MALAM di bawah cahaya temaram lampu Jembatan Ampera, puluhan Satpol PP, Dishub, DLH, TNI, Polri, bahkan Damkar yang biasanya sibuk memadamkan api, kini sibuk memadamkan semrawut. Semua berkumpul bukan mau demo dangdut, tapi demi menata ulang kawasan PKL di bawah jembatan yang legendaris itu.
Dari kejauhan, terdengar teriakan sopan khas petugas. “Ayo, dikemas dulu, Bu, jangan nunggu diangkut bareng kompor!”.
Sementara para pedagang, dengan ekspresi antara pasrah dan kesal level dewa, mengemasi dagangan. Ada yang jualan jagung bakar, ada juga yang jualan mie rebus, yang kalau malam-malam dimakan sambil melamun, bisa bikin baper.

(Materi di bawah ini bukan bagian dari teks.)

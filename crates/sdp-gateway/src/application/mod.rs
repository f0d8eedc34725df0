//! Application layer use cases for the gateway.
//!
//! Nothing here touches a socket.  The infrastructure layer hands in
//! validated knocks and peer addresses; these modules decide who may connect.
//!
//! # Sub-modules
//!
//! - **`admission_gate`** – Short-lived, single-use admission entries keyed
//!   by source IP.  Gate 1 of the TLS listener consults it.
//!
//! - **`admit_knock`** – Turns a validated knock (and, when required, the
//!   controller token it carries) into an admission entry.

pub mod admission_gate;
pub mod admit_knock;
//! Knock and grant message types.
//!
//! Both messages travel as single UDP datagrams.  The byte layouts are
//! documented in [`crate::protocol::codec`].

use serde::{Deserialize, Serialize};

use crate::domain::device::{DeviceId, MAX_DEVICE_ID_LEN};

// ── Protocol constants ────────────────────────────────────────────────────────

/// Current protocol version byte.
pub const PROTOCOL_VERSION: u8 = 0x01;

/// Length of a knock nonce in bytes.
pub const NONCE_LEN: usize = 16;

/// Length of an HMAC-SHA256 tag in bytes.
pub const TAG_LEN: usize = 32;

/// Largest token a knock or grant may carry, in bytes.
pub const MAX_TOKEN_LEN: usize = 1024;

/// Knock bytes that do not depend on the device id or token length:
/// version, type, id length, timestamp, nonce, token length, tag.
pub const KNOCK_FIXED_LEN: usize = 1 + 1 + 1 + 8 + NONCE_LEN + 2 + TAG_LEN;

/// Smallest possible knock (one-byte device id, no token).
pub const MIN_KNOCK_LEN: usize = KNOCK_FIXED_LEN + 1;

/// Largest possible knock.  Datagrams above this size are dropped unparsed.
pub const MAX_KNOCK_LEN: usize = KNOCK_FIXED_LEN + MAX_DEVICE_ID_LEN + MAX_TOKEN_LEN;

/// Grant bytes that do not depend on the token length.
pub const GRANT_FIXED_LEN: usize = 1 + 1 + NONCE_LEN + 8 + 2 + TAG_LEN;

/// Largest possible grant reply.
pub const MAX_GRANT_LEN: usize = GRANT_FIXED_LEN + MAX_TOKEN_LEN;

/// Domain-separation prefix mixed into the grant tag so a grant can never be
/// mistaken for a knock authenticated with the same secret.
pub const GRANT_TAG_CONTEXT: &[u8] = b"sdp-grant-v1";

/// 16 random bytes that make each knock unique.
pub type Nonce = [u8; NONCE_LEN];

// ── Message type codes ────────────────────────────────────────────────────────

/// Message type byte at offset 1 of every datagram.
#[derive(Debug, Clone, Copy, PartialEq, Eq, Serialize, Deserialize)]
#[repr(u8)]
pub enum MessageType {
    Knock = 0x01,
    Grant = 0x02,
}

impl TryFrom<u8> for MessageType {
    type Error = ();

    fn try_from(value: u8) -> Result<Self, ()> {
        match value {
            0x01 => Ok(MessageType::Knock),
            0x02 => Ok(MessageType::Grant),
            _ => Err(()),
        }
    }
}

// ── Messages ──────────────────────────────────────────────────────────────────

/// A decoded knock.
///
/// Decoding does not check the tag; that needs the device's secret, which is
/// only known after `device_id` has been looked up.
#[derive(Debug, Clone, PartialEq, Eq)]
pub struct KnockPacket {
    pub device_id: DeviceId,
    /// Unix seconds on the sender's clock.
    pub timestamp: i64,
    pub nonce: Nonce,
    /// A controller-issued token presented to the gateway, if any.
    pub token: Option<String>,
    pub tag: [u8; TAG_LEN],
}

/// The controller's answer to a validated knock.
#[derive(Debug, Clone, PartialEq, Eq)]
pub struct GrantReply {
    /// Nonce of the knock being answered.
    pub nonce: Nonce,
    /// Token expiry in Unix seconds.
    pub expires_at: i64,
    /// Compact JWS token.
    pub token: String,
}

#[cfg(test)]
mod tests {
    use super::*;

    #[test]
    fn test_size_limits_fit_one_unfragmented_datagram() {
        assert_eq!(MAX_KNOCK_LEN, 1149);
        assert_eq!(MAX_GRANT_LEN, 1084);
        assert!(MAX_KNOCK_LEN < 1232, "stays under the IPv6 minimum path MTU payload");
    }

    #[test]
    fn test_message_type_try_from_rejects_unknown_codes() {
        assert_eq!(MessageType::try_from(0x01), Ok(MessageType::Knock));
        assert_eq!(MessageType::try_from(0x02), Ok(MessageType::Grant));
        assert_eq!(MessageType::try_from(0x7F), Err(()));
    }
}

Namun di balik semangat menata itu, muncul pertanyaan rakyat jelata kenapa Pasar Lemabang belum ditertibkan juga, ya?
Lemabang, oh Lemabang…
Kawasan ini bukan lagi pasar, tapi sudah naik kasta jadi “kerajaan tanpa trotoar.” Trotoar sudah wafat sejak beberapa tahun lalu, dan kini beralih fungsi jadi display galon, etalase semangka, hingga lahan parkir improvisasi.

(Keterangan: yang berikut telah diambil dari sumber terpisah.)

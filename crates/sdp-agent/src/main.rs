//! SDP host agent entry point.
//!
//! Runs the knock-and-connect sequence once and reports where it ended.
//! With `--stdio` the established connection is then spliced onto the
//! process's stdin and stdout, which makes the agent usable as an SSH
//! `ProxyCommand`:
//!
//! ```text
//! ssh -o ProxyCommand="sdp-agent --config /etc/sdp/agent.toml --stdio" host
//! ```
//!
//! | Variable           | Description                     |
//! |--------------------|---------------------------------|
//! | `SDP_AGENT_CONFIG` | Path to `agent.toml`            |
//! | `RUST_LOG`         | Overrides `agent.log_level`     |
//!
//! Logs always go to stderr so that stdout stays a clean byte stream.

use std::path::PathBuf;
use std::sync::Arc;

use anyhow::Context;
use clap::Parser;
use sdp_agent::application::sequencer::KnockAndConnect;
use sdp_agent::infrastructure::network::knock_transport::UdpKnockTransport;
use sdp_agent::infrastructure::network::mtls_dialer::RustlsDialer;
use sdp_agent::infrastructure::storage::config::load_config;
use sdp_core::SystemClock;
use tracing::{error, info};
use tracing_subscriber::EnvFilter;

// ── CLI argument definitions ──────────────────────────────────────────────────

/// SDP host agent.
#[derive(Debug, Parser)]
#[command(
    name = "sdp-agent",
    about = "Knocks the controller and gateway, then opens a device-bound mTLS connection",
    version
)]
struct Cli {
    /// Path to the agent configuration file.
    #[arg(long, env = "SDP_AGENT_CONFIG")]
    config: PathBuf,

    /// Pipe stdin and stdout through the connection once it is established.
    #[arg(long, default_value_t = false)]
    stdio: bool,
}

// ── Entry point ───────────────────────────────────────────────────────────────

#[tokio::main]
async fn main() -> anyhow::Result<()> {
    let cli = Cli::parse();
    let config =
        load_config(&cli.config).with_context(|| format!("loading {}", cli.config.display()))?;

    tracing_subscriber::fmt()
        .with_writer(std::io::stderr)
        .with_env_filter(
            EnvFilter::try_from_default_env()
                .unwrap_or_else(|_| EnvFilter::new(&config.agent.log_level)),
        )
        .init();

    config.validate().context("invalid agent configuration")?;
    let builder = config.knock_builder()?;
    let transport = UdpKnockTransport::bind(config.network.knock_bind)
        .await
        .with_context(|| format!("binding knock socket on {}", config.network.knock_bind))?;
    let dialer = RustlsDialer::from_config(&config).context("loading agent TLS material")?;

    info!(
        device_id = %builder.device_id(),
        flow = ?config.network.flow(),
        gateway = %config.network.gateway_tls,
        "SDP agent starting"
    );

    let mut sequencer = KnockAndConnect::new(
        builder,
        config.network.flow(),
        config.network.gateway(),
        Arc::new(transport),
        Arc::new(dialer),
        Arc::new(SystemClock),
        config.network.sequencer_settings(),
    );

    let mut connection = match sequencer.run().await {
        Ok(connection) => connection,
        Err(e) => {
            error!(state = %sequencer.state(), "{e}");
            return Err(anyhow::Error::new(e).context(format!("sequence {}", sequencer.state())));
        }
    };
    info!(state = %sequencer.state(), "sequence finished");

    if cli.stdio {
        let mut stdio = tokio::io::join(tokio::io::stdin(), tokio::io::stdout());
        let (sent, received) = tokio::io::copy_bidirectional(&mut connection, &mut stdio)
            .await
            .context("relaying stdio through the gateway")?;
        info!(sent, received, "connection closed");
    } else {
        println!("{}", sequencer.state());
    }
    Ok(())
}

Jangankan jalan kaki, narik nafas aja susah karena tiap dua langkah ada motor parkir, tiga langkah disambut asap sate.
Dan mari kita jangan lupa, keberadaan truk tronton dari Pelabuhan Boom Baru dan gudang BGR yang mondar-mandir, dan lainnya, seperti parade harian. Bedanya, kalau parade biasanya bikin senang, yang ini bikin kesal. Truk-truk itu lewat tanpa merasa bersalah, melintas di tengah pasar, bikin emak-emak harus angkat karung dagangan sambil zig-zag kaya main game Snake Nokia zaman baheula.

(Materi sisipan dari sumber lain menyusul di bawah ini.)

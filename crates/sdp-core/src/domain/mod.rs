//! Domain entities for the admission plane.
//!
//! This module contains pure business rules with no socket or TLS code.
//!
//! # What belongs in the domain? (for beginners)
//!
//! The domain answers questions like "which secret does `dev-1` knock with?"
//! and "does this client certificate belong to `dev-1`?".  Those answers do not
//! depend on whether the bytes arrived over UDP, TCP or a unit test, so the
//! types here can be exercised without opening a single socket.

/// Devices, knock secrets and certificate identity bindings.
pub mod device;
//! Binary codec for knocks and grant replies.
//!
//! Knock, version 1 (all integers big-endian):
//! ```text
//! [version:1][type:1][id_len:1][device_id:N][timestamp:8][nonce:16][token_len:2][token:T][tag:32]
//! ```
//! `tag = HMAC-SHA256(knock_secret, every preceding byte)`.  The device id is
//! covered by the tag, so it cannot be swapped without the secret.
//!
//! Grant reply, version 1:
//! ```text
//! [version:1][type:1][nonce:16][expires_at:8][token_len:2][token:T][tag:32]
//! ```
//! `tag = HMAC-SHA256(knock_secret, "sdp-grant-v1" || every preceding byte)`.

use hmac::{Hmac, Mac};
use sha2::Sha256;
use subtle::ConstantTimeEq;
use thiserror::Error;

use crate::domain::device::{DeviceId, KnockSecret, MAX_DEVICE_ID_LEN};
use crate::protocol::messages::{
    GrantReply, KnockPacket, MessageType, Nonce, GRANT_FIXED_LEN, GRANT_TAG_CONTEXT,
    KNOCK_FIXED_LEN, MAX_GRANT_LEN, MAX_KNOCK_LEN, MAX_TOKEN_LEN, MIN_KNOCK_LEN, NONCE_LEN,
    PROTOCOL_VERSION, TAG_LEN,
};

type HmacSha256 = Hmac<Sha256>;

/// Errors that can occur while encoding or decoding a datagram.
#[derive(Debug, Error, PartialEq, Eq)]
pub enum ProtocolError {
    /// The byte slice is shorter than the minimum required length.
    #[error("insufficient data: need at least {needed} bytes, got {available}")]
    InsufficientData { needed: usize, available: usize },

    /// The datagram is larger than any valid message of its kind.
    #[error("datagram of {size} bytes exceeds maximum of {max}")]
    Oversized { size: usize, max: usize },

    /// The message type byte is not a recognized value.
    #[error("unknown message type: 0x{0:02X}")]
    UnknownMessageType(u8),

    /// The message type is valid but not the one expected here.
    #[error("expected {expected:?} message, got {found:?}")]
    UnexpectedMessageType {
        expected: MessageType,
        found: MessageType,
    },

    /// The protocol version is not supported.
    #[error("unsupported protocol version: {0}")]
    UnsupportedVersion(u8),

    /// A field value is out of range, not UTF-8, or followed by stray bytes.
    #[error("malformed payload: {0}")]
    MalformedPayload(String),

    /// The declared lengths do not add up to the datagram length.
    #[error("length mismatch: fields declare {declared} bytes, datagram has {available}")]
    PayloadLengthMismatch { declared: usize, available: usize },

    /// The HMAC tag does not verify.
    #[error("authentication tag mismatch")]
    BadTag,

    /// A grant answers a different knock.
    #[error("grant nonce does not match the knock")]
    NonceMismatch,

    /// The HMAC key was rejected.
    #[error("invalid HMAC key")]
    InvalidKey,
}

/// A knock parsed from a datagram, borrowing the bytes its tag covers.
#[derive(Debug, Clone, PartialEq, Eq)]
pub struct DecodedKnock<'a> {
    pub packet: KnockPacket,
    /// Every byte of the datagram except the trailing tag.
    pub authenticated: &'a [u8],
}

// ── Knock ─────────────────────────────────────────────────────────────────────

/// Encodes and authenticates a knock.
///
/// # Errors
///
/// Returns [`ProtocolError::MalformedPayload`] when the token is longer than
/// [`MAX_TOKEN_LEN`] or not ASCII.
///
/// # Examples
///
/// ```rust
/// use sdp_core::domain::device::{DeviceId, KnockSecret};
/// use sdp_core::protocol::{decode_knock, seal_knock, verify_tag};
///
/// let id = DeviceId::new("dev-1").unwrap();
/// let secret = KnockSecret::new(vec![9u8; 32]).unwrap();
/// let bytes = seal_knock(&secret, &id, 1_700_000_000, &[1u8; 16], None).unwrap();
///
/// let decoded = decode_knock(&bytes).unwrap();
/// assert_eq!(decoded.packet.device_id, id);
/// assert!(verify_tag(&secret, decoded.authenticated, &decoded.packet.tag));
/// ```
pub fn seal_knock(
    secret: &KnockSecret,
    device_id: &DeviceId,
    timestamp: i64,
    nonce: &Nonce,
    token: Option<&str>,
) -> Result<Vec<u8>, ProtocolError> {
    let token = token.unwrap_or("");
    check_token(token, 0)?;

    let id = device_id.as_bytes();
    let mut buf = Vec::with_capacity(KNOCK_FIXED_LEN + id.len() + token.len());
    buf.push(PROTOCOL_VERSION);
    buf.push(MessageType::Knock as u8);
    buf.push(id.len() as u8);
    buf.extend_from_slice(id);
    buf.extend_from_slice(&timestamp.to_be_bytes());
    buf.extend_from_slice(nonce);
    buf.extend_from_slice(&(token.len() as u16).to_be_bytes());
    buf.extend_from_slice(token.as_bytes());

    let tag = compute_tag(secret, &[buf.as_slice()])?;
    buf.extend_from_slice(&tag);
    Ok(buf)
}

/// Parses a knock without verifying its tag.
///
/// # Errors
///
/// Returns [`ProtocolError`] if the bytes are not a well-formed version 1
/// knock, including when bytes follow the tag.
pub fn decode_knock(bytes: &[u8]) -> Result<DecodedKnock<'_>, ProtocolError> {
    if bytes.len() > MAX_KNOCK_LEN {
        return Err(ProtocolError::Oversized {
            size: bytes.len(),
            max: MAX_KNOCK_LEN,
        });
    }
    if bytes.len() < MIN_KNOCK_LEN {
        return Err(ProtocolError::InsufficientData {
            needed: MIN_KNOCK_LEN,
            available: bytes.len(),
        });
    }
    check_header(bytes, MessageType::Knock)?;

    let id_len = bytes[2] as usize;
    if id_len == 0 || id_len > MAX_DEVICE_ID_LEN {
        return Err(ProtocolError::MalformedPayload(format!(
            "device id length {id_len} outside 1..={MAX_DEVICE_ID_LEN}"
        )));
    }
    let without_token = KNOCK_FIXED_LEN + id_len;
    if bytes.len() < without_token {
        return Err(ProtocolError::InsufficientData {
            needed: without_token,
            available: bytes.len(),
        });
    }

    let id_str = std::str::from_utf8(&bytes[3..3 + id_len])
        .map_err(|e| ProtocolError::MalformedPayload(format!("device id is not UTF-8: {e}")))?;
    let device_id = DeviceId::new(id_str)
        .map_err(|e| ProtocolError::MalformedPayload(e.to_string()))?;

    let mut offset = 3 + id_len;
    let timestamp = read_i64(bytes, offset)?;
    offset += 8;
    let nonce = read_nonce(bytes, offset)?;
    offset += NONCE_LEN;
    let token_len = read_u16(bytes, offset)? as usize;
    offset += 2;
    if token_len > MAX_TOKEN_LEN {
        return Err(ProtocolError::MalformedPayload(format!(
            "token length {token_len} exceeds {MAX_TOKEN_LEN}"
        )));
    }
    check_exact_len(bytes, without_token + token_len)?;

    let token = if token_len == 0 {
        None
    } else {
        Some(read_ascii(&bytes[offset..offset + token_len])?)
    };
    offset += token_len;

    let tag = read_tag(bytes, offset)?;
    Ok(DecodedKnock {
        packet: KnockPacket {
            device_id,
            timestamp,
            nonce,
            token,
            tag,
        },
        authenticated: &bytes[..offset],
    })
}

// ── Grant ─────────────────────────────────────────────────────────────────────

/// Encodes and authenticates a grant reply.
pub fn seal_grant(secret: &KnockSecret, grant: &GrantReply) -> Result<Vec<u8>, ProtocolError> {
    check_token(&grant.token, 1)?;

    let mut buf = Vec::with_capacity(GRANT_FIXED_LEN + grant.token.len());
    buf.push(PROTOCOL_VERSION);
    buf.push(MessageType::Grant as u8);
    buf.extend_from_slice(&grant.nonce);
    buf.extend_from_slice(&grant.expires_at.to_be_bytes());
    buf.extend_from_slice(&(grant.token.len() as u16).to_be_bytes());
    buf.extend_from_slice(grant.token.as_bytes());

    let tag = compute_tag(secret, &[GRANT_TAG_CONTEXT, buf.as_slice()])?;
    buf.extend_from_slice(&tag);
    Ok(buf)
}

/// Parses and authenticates a grant reply to the knock carrying `expected_nonce`.
///
/// # Errors
///
/// Returns [`ProtocolError::BadTag`] when the reply was not produced with
/// `secret`, and [`ProtocolError::NonceMismatch`] when it answers another knock.
pub fn open_grant(
    secret: &KnockSecret,
    bytes: &[u8],
    expected_nonce: &Nonce,
) -> Result<GrantReply, ProtocolError> {
    if bytes.len() > MAX_GRANT_LEN {
        return Err(ProtocolError::Oversized {
            size: bytes.len(),
            max: MAX_GRANT_LEN,
        });
    }
    if bytes.len() < GRANT_FIXED_LEN + 1 {
        return Err(ProtocolError::InsufficientData {
            needed: GRANT_FIXED_LEN + 1,
            available: bytes.len(),
        });
    }
    check_header(bytes, MessageType::Grant)?;

    let nonce = read_nonce(bytes, 2)?;
    let expires_at = read_i64(bytes, 2 + NONCE_LEN)?;
    let token_offset = 2 + NONCE_LEN + 8 + 2;
    let token_len = read_u16(bytes, token_offset - 2)? as usize;
    if token_len == 0 || token_len > MAX_TOKEN_LEN {
        return Err(ProtocolError::MalformedPayload(format!(
            "grant token length {token_len} outside 1..={MAX_TOKEN_LEN}"
        )));
    }
    check_exact_len(bytes, GRANT_FIXED_LEN + token_len)?;

    let tag_offset = token_offset + token_len;
    let tag = read_tag(bytes, tag_offset)?;
    if !verify_tag_parts(secret, &[GRANT_TAG_CONTEXT, &bytes[..tag_offset]], &tag)? {
        return Err(ProtocolError::BadTag);
    }
    if !bool::from(nonce.ct_eq(expected_nonce)) {
        return Err(ProtocolError::NonceMismatch);
    }

    let token = read_ascii(&bytes[token_offset..tag_offset])?;
    Ok(GrantReply {
        nonce,
        expires_at,
        token,
    })
}

// ── Authentication ────────────────────────────────────────────────────────────

/// HMAC-SHA256 over the concatenation of `parts`.
pub fn compute_tag(secret: &KnockSecret, parts: &[&[u8]]) -> Result<[u8; TAG_LEN], ProtocolError> {
    let mut mac = keyed(secret.expose())?;
    for part in parts {
        mac.update(part);
    }
    Ok(mac.finalize().into_bytes().into())
}

/// Verifies `tag` over `data` in constant time.
pub fn verify_tag(secret: &KnockSecret, data: &[u8], tag: &[u8; TAG_LEN]) -> bool {
    verify_tag_parts(secret, &[data], tag).unwrap_or(false)
}

fn verify_tag_parts(
    secret: &KnockSecret,
    parts: &[&[u8]],
    tag: &[u8; TAG_LEN],
) -> Result<bool, ProtocolError> {
    let mut mac = keyed(secret.expose())?;
    for part in parts {
        mac.update(part);
    }
    Ok(mac.verify_slice(tag).is_ok())
}

fn keyed(key: &[u8]) -> Result<HmacSha256, ProtocolError> {
    <HmacSha256 as Mac>::new_from_slice(key).map_err(|_| ProtocolError::InvalidKey)
}

// ── Utility helpers ───────────────────────────────────────────────────────────

fn check_header(bytes: &[u8], expected: MessageType) -> Result<(), ProtocolError> {
    if bytes[0] != PROTOCOL_VERSION {
        return Err(ProtocolError::UnsupportedVersion(bytes[0]));
    }
    let found =
        MessageType::try_from(bytes[1]).map_err(|_| ProtocolError::UnknownMessageType(bytes[1]))?;
    if found != expected {
        return Err(ProtocolError::UnexpectedMessageType { expected, found });
    }
    Ok(())
}

fn check_token(token: &str, min_len: usize) -> Result<(), ProtocolError> {
    if token.len() < min_len || token.len() > MAX_TOKEN_LEN {
        return Err(ProtocolError::MalformedPayload(format!(
            "token length {} outside {min_len}..={MAX_TOKEN_LEN}",
            token.len()
        )));
    }
    if !token.is_ascii() {
        return Err(ProtocolError::MalformedPayload("token is not ASCII".to_string()));
    }
    Ok(())
}

fn check_exact_len(bytes: &[u8], declared: usize) -> Result<(), ProtocolError> {
    if bytes.len() < declared {
        return Err(ProtocolError::PayloadLengthMismatch {
            declared,
            available: bytes.len(),
        });
    }
    if bytes.len() > declared {
        return Err(ProtocolError::MalformedPayload(format!(
            "{} trailing bytes after tag",
            bytes.len() - declared
        )));
    }
    Ok(())
}

fn read_array<const N: usize>(buf: &[u8], offset: usize) -> Result<[u8; N], ProtocolError> {
    buf.get(offset..offset + N)
        .and_then(|slice| slice.try_into().ok())
        .ok_or(ProtocolError::InsufficientData {
            needed: offset + N,
            available: buf.len(),
        })
}

fn read_u16(buf: &[u8], offset: usize) -> Result<u16, ProtocolError> {
    read_array::<2>(buf, offset).map(u16::from_be_bytes)
}

fn read_i64(buf: &[u8], offset: usize) -> Result<i64, ProtocolError> {
    read_array::<8>(buf, offset).map(i64::from_be_bytes)
}

fn read_nonce(buf: &[u8], offset: usize) -> Result<Nonce, ProtocolError> {
    read_array::<NONCE_LEN>(buf, offset)
}

fn read_tag(buf: &[u8], offset: usize) -> Result<[u8; TAG_LEN], ProtocolError> {
    read_array::<TAG_LEN>(buf, offset)
}

fn read_ascii(bytes: &[u8]) -> Result<String, ProtocolError> {
    if !bytes.is_ascii() {
        return Err(ProtocolError::MalformedPayload("token is not ASCII".to_string()));
    }
    // ASCII is always valid UTF-8.
    Ok(bytes.iter().map(|&b| b as char).collect())
}

// ── Tests ─────────────────────────────────────────────────────────────────────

Ibaratnya, Lembang itu sudah seperti dapur umum panas, penuh suara, dan sempit. Bedanya, ini bukan dapur darurat, tapi dapur abadi yang setiap hari jadi rutinitas warga cari sesuap nasi.
Penertiban itu penting, tapi jangan sampai hanya “semangat di satu titik, loyo di tempat lain”
Kayak orang diet yang seminggu makan sayur, minggu depannya balas dendam ke all-you-can-eat.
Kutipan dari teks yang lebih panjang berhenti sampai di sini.